Don't worry cause you wont see it either...
The present and the future (Score:5, Informative)
D3D is clunky, etc
Not really true anymore. MS made large strides with each release, and DX8 can't be called a lousy API anymore. One can argue various points, but they are minor points. Anti-Microsoft forces have a bad habit of focusing on early problems, and not tracking the improvements that have been made in current versions. My rant of five years ago doesn't apply to the world of today.
I do think that the world would be a slightly better place if Microsoft had pulled an embrace-and-extend on OpenGL instead of developing a brand new API that had to be rewritten a half dozen times, but its water under the bridge now.
Open for more sales, etc
It has been pretty clearly demonstrated that the mac market is barely viable and the linux market is not viable for game developers to pursue. Linux ports will be done out of good will, not profit motives. From an economic standpoint, a developer is not making a bad call if they ignore the existence of all platforms but windows.
DX8 Gives more features
Some people have an odd view that an API gives you features. Assuming you don't care about software emulation, hardware gives you features, and an API exposes them. If you try to use vertex programs or bump env map on a TNT, DX8 doesn't magically make it work. DX8's hardware independence is also looking a bit silly now as they make point releases to support ATI's new hardware. They might as well say D3D-GF3 or D3D-R200 instead of DX8 and DX8.1.

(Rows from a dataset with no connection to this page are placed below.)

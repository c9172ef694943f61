//! Process-wide count of connections whose writer task is still alive.

use std::sync::atomic::{AtomicU64, Ordering};

use tracing::trace;

use super::ConnectionId;

static LIVE_WRITERS: AtomicU64 = AtomicU64::new(0);

/// Registration of one connection in the live count.
///
/// Created with the connection and moved into its writer task; dropping it
/// when the task exits removes the connection from the count and from the
/// `wireconn_connections_active` gauge.
pub(super) struct ActiveConnection {
    id: ConnectionId,
}

impl ActiveConnection {
    pub(super) fn register(id: ConnectionId) -> Self {
        LIVE_WRITERS.fetch_add(1, Ordering::Relaxed);
        crate::metrics::inc_connections();
        Self { id }
    }
}

impl Drop for ActiveConnection {
    fn drop(&mut self) {
        let remaining = LIVE_WRITERS.fetch_sub(1, Ordering::Relaxed).saturating_sub(1);
        crate::metrics::dec_connections();
        trace!(id = %self.id, remaining, "writer task exited");
    }
}

/// Number of connections whose writer task has not yet exited.
///
/// A destroyed connection stays counted until its writer has dropped the
/// stream.
#[must_use]
pub fn active_connection_count() -> u64 { LIVE_WRITERS.load(Ordering::Relaxed) }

All of Nvidia's new features have showed up as OpenGL extensions before they show up as new D3D features.
Divergent extensions haven't been a problem up until very recently. All of the vendors tended to support all the extensions they could, and if they had unique functionality, like register combiners, they made their own extension. The current status of vertex programs does piss me off, though. I really wish ATI would have just adopted Nvidia's extension, even if it meant not exposing every last bit of their hardware.
Abstraction in a high performance environment can be dangerous. If you insist that all hardware behave the same, you prevent vendors from making significant improvements. If the spec for behavior comes from people that aren't hardware oriented, it can be a huge burden. D3D still suffers somewhat due to this, with some semantics and odd features that make hardware guys wince.
The Good News
We are rapidly approaching a real golden age for graphics programming. Currently, cards and API's are a complex mess of hundreds of states and function calls, but the next two years will see the addition of the final primitive functionality needed to allow arbitrarily complex operations with graceful performance degradation.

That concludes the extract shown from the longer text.